Два дня назад мы были в Пихтовке — селе, основанном бежавшими от гонений старообрядцами. В ХХ веке ничего не изменилось, только беглых сменили ссыльные. В Пихтовке много верующих, здесь настоящая сельская община. Но храма нет, как нет и священника.
"Люди приходят креститься. Для многих, будем честными, крещение — это такой пунктик: я должен это сделать, так я стану ближе к Богу. А дальше с ними же надо работать. Мы приезжаем — а потом?— возмущается отец Константин. — Нужен местный священник. А его нет. Или есть один на 30 тысяч человек".
Но не все так плохо. В одном из сел общину основала семейная пара, переехавшая из Крыма. В огромном районе сейчас это единственный приход, где все прихожане знают церковную службу. Вообще, переселенцев из городов здесь хватает, и практически все они верующие. "Как в первые века христианства — вера снова течет из города в пустыню, разве что здесь вместо пустыни тайга", — шутит отец Константин.
Народ и сектанты
А еще из местных сел исчезли сектанты.
В Малую Черемшанку — село в десяти километрах от нас — недавно приехали одни, поставили сцену, начали петь. Народ посмотрел, послушал и решил сдать их в полицию, мол, "какие-то они неправославные, заберите от греха". А в другом районе главный местный "сектант", пообщавшись с миссионерами, сам стал священником, построил храм и всех своих единомышленников в него чуть не за шиворот привел. "Непридуманная история о чуде", — говорит отец Константин.
"А что дальше?" — спрашиваю я у женщины в коридоре школы. Она только что крестила и одевает маленького сына.

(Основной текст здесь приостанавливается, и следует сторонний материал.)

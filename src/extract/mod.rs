//! Source-specific markup extractors.
//!
//! Every forecast source buries the data this tool wants inside a much
//! larger page. An [`Extractor`] turns one fetched page into the minimal
//! HTML fragment the dashboard embeds directly:
//!
//! | Module | Source | Fragment |
//! |--------|--------|----------|
//! | [`windguru`] | old.windguru.cz spot pages | forecast widget container |
//! | [`weather`] | CWB township forecasts | trimmed forecast box |
//! | [`cwb_tide`] | CWB 30-day tide calendar | per-day tide tables |
//! | [`msw_tide`] | magicseaweed tide pages | per-day tide tables |
//!
//! Extractors are pure string-to-string transforms with no I/O, so every
//! one of them is unit-testable against canned markup. Selection happens
//! in [`for_source`]: wind and weather map straight to their extractor,
//! tide sources are dispatched on the URL host.
//!
//! All extractors fail with [`ExtractionError`] when a structural element
//! they rely on is absent, which is the signal that the upstream page
//! changed shape. Removing an attribute that is already absent is always
//! a safe no-op.

pub mod cwb_tide;
pub mod msw_tide;
pub mod rewrite;
pub mod weather;
pub mod windguru;

pub use cwb_tide::CwbTideExtractor;
pub use msw_tide::MswTideExtractor;
pub use weather::WeatherExtractor;
pub use windguru::WindExtractor;

use crate::errors::ExtractionError;
use crate::models::DataKind;
use url::Url;

/// Number of days kept from each tide source.
pub const TIDE_DATA_DAYS: usize = 4;

/// Host serving the Taiwanese tide calendar pages.
const CWB_TIDE_HOST: &str = "cwb.gov.tw";
/// Host serving the Bali tide pages.
const MSW_TIDE_HOST: &str = "magicseaweed.com";

/// A source-specific transform from one fetched page to an embeddable
/// HTML fragment.
pub trait Extractor: Send + Sync {
    /// Extracts the fragment from a full source page.
    fn extract(&self, html: &str) -> Result<String, ExtractionError>;
}

/// Selects the extractor for a data kind and source URL.
///
/// Tide extractors are picked by the URL host (exact match or subdomain).
/// `None` means the URL does not belong to a known tide provider; the
/// caller is expected to log it and record an empty fragment.
pub fn for_source(kind: DataKind, url: &str) -> Option<Box<dyn Extractor>> {
    match kind {
        DataKind::Wind => Some(Box::new(WindExtractor)),
        DataKind::Weather => Some(Box::new(WeatherExtractor::new(url))),
        DataKind::Tide => tide_extractor(url),
    }
}

fn tide_extractor(url: &str) -> Option<Box<dyn Extractor>> {
    let parsed = Url::parse(url).ok()?;
    let host = parsed.host_str()?;
    if host_matches(host, CWB_TIDE_HOST) {
        Some(Box::new(CwbTideExtractor))
    } else if host_matches(host, MSW_TIDE_HOST) {
        Some(Box::new(MswTideExtractor))
    } else {
        None
    }
}

/// True when `host` is `base` itself or one of its subdomains. A plain
/// suffix check would also accept lookalikes such as `notcwb.gov.tw`.
fn host_matches(host: &str, base: &str) -> bool {
    host == base || host.ends_with(&format!(".{base}"))
}

/// Wraps per-day tide tables in the container div the dashboard styles;
/// `source_class` tags which provider the tables came from.
fn wrap_tide_tables(source_class: &str, tables: &str) -> String {
    format!("\n<div class=\"tide-tbls {source_class}\">{tables}</div>\n")
}
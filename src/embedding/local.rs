//! In-process embeddings via fastembed.
//!
//! Models are downloaded from Hugging Face on first use and cached. After
//! that no network calls are made. Inference is CPU-bound and runs on the
//! blocking pool.

use std::sync::{Arc, Mutex};

use async_trait::async_trait;

use super::{sample_dims, CostModel, EmbeddingBackend};
use crate::config::EmbeddingConfig;
use crate::error::{RadiateError, Result};
use crate::models::Embedding;

/// Local embedding backend backed by a fastembed `TextEmbedding` model.
pub struct LocalBackend {
    model: Arc<Mutex<fastembed::TextEmbedding>>,
    model_name: String,
    dims: usize,
}

fn config_to_fastembed_model(name: &str) -> Result<fastembed::EmbeddingModel> {
    match name {
        "all-minilm-l6-v2" => Ok(fastembed::EmbeddingModel::AllMiniLML6V2),
        "bge-small-en-v1.5" => Ok(fastembed::EmbeddingModel::BGESmallENV15),
        "bge-base-en-v1.5" => Ok(fastembed::EmbeddingModel::BGEBaseENV15),
        "bge-large-en-v1.5" => Ok(fastembed::EmbeddingModel::BGELargeENV15),
        "nomic-embed-text-v1.5" => Ok(fastembed::EmbeddingModel::NomicEmbedTextV15),
        "multilingual-e5-small" => Ok(fastembed::EmbeddingModel::MultilingualE5Small),
        other => Err(RadiateError::Config(format!(
            "Unknown local embedding model: '{}'. Supported models: \
             all-minilm-l6-v2, bge-small-en-v1.5, bge-base-en-v1.5, bge-large-en-v1.5, \
             nomic-embed-text-v1.5, multilingual-e5-small",
            other
        ))),
    }
}

fn run_model(
    model: &Mutex<fastembed::TextEmbedding>,
    texts: Vec<String>,
) -> Result<Vec<Embedding>> {
    let mut model = model.lock().unwrap_or_else(|e| e.into_inner());
    model
        .embed(texts, None)
        .map_err(|e| RadiateError::Backend(format!("Local embedding failed: {}", e)))
}

impl LocalBackend {
    /// Load the model named by `config.model` and learn its dimension from a sample text.
    pub async fn connect(config: &EmbeddingConfig) -> Result<Self> {
        let model_name = config.model_or_default();
        let fastembed_model = config_to_fastembed_model(&model_name)?;

        let model = tokio::task::spawn_blocking(move || {
            fastembed::TextEmbedding::try_new(
                fastembed::InitOptions::new(fastembed_model).with_show_download_progress(false),
            )
            .map_err(|e| {
                RadiateError::BackendUnavailable(format!(
                    "Failed to initialize local embedding model: {}",
                    e
                ))
            })
        })
        .await
        .map_err(|e| RadiateError::Backend(format!("model loading task failed: {}", e)))??;

        let model = Arc::new(Mutex::new(model));
        let sample_model = Arc::clone(&model);
        let sample = tokio::task::spawn_blocking(move || {
            run_model(&sample_model, vec!["test".to_string()])
        })
        .await
        .map_err(|e| RadiateError::Backend(format!("sample embedding task failed: {}", e)))??;

        let dims = sample_dims("local model", &model_name, &sample)?;
        tracing::debug!(model = %model_name, dims, "loaded local embedding model");

        Ok(Self {
            model,
            model_name,
            dims,
        })
    }
}

#[async_trait]
impl EmbeddingBackend for LocalBackend {
    fn model_name(&self) -> &str {
        &self.model_name
    }

    fn dims(&self) -> usize {
        self.dims
    }

    fn cost_model(&self) -> CostModel {
        CostModel::Free
    }

    async fn compute_embedding(&self, text: &str) -> Result<Embedding> {
        let mut vectors = self.compute_batch(&[text.to_string()]).await?;
        vectors
            .pop()
            .ok_or_else(|| RadiateError::Backend("local model returned no embedding".to_string()))
    }

    async fn compute_batch(&self, texts: &[String]) -> Result<Vec<Embedding>> {
        let model = Arc::clone(&self.model);
        let texts = texts.to_vec();
        tokio::task::spawn_blocking(move || run_model(&model, texts))
            .await
            .map_err(|e| RadiateError::Backend(format!("embedding task failed: {}", e)))?
    }
}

"Как что? Все хорошо, он теперь с Богом", — удивленно отвечает она.
"В молодости я думал, что вот сейчас рухнет коммунизм и все как пойдут в храм! Но дальше крещения у многих не пошло. Можно долго говорить о причинах, но не надо забывать, что они ощущают себя христианами. Они молятся, как могут, приходят в храм, когда могут. Вот мы вроде церковные люди, а тоже глубине церковной жизни не научены, молиться не умеем, ленивы. Однако ощущаем себя причастными. Вот так и они. Они свой путь прошли, нужен какой-то толчок, чтобы идти дальше", — говорит мне, прощаясь, отец Константин.
"Оса упала в мед, я ее отмыла, унесла на берег, на цветок посадила. Теперь ей надо выжить!" — пишет мне в WhatsApp учительница Татьяна. Лучше любых официальных отчетов — суть того, что третий десяток лет делает Церковь в сибирской глуши.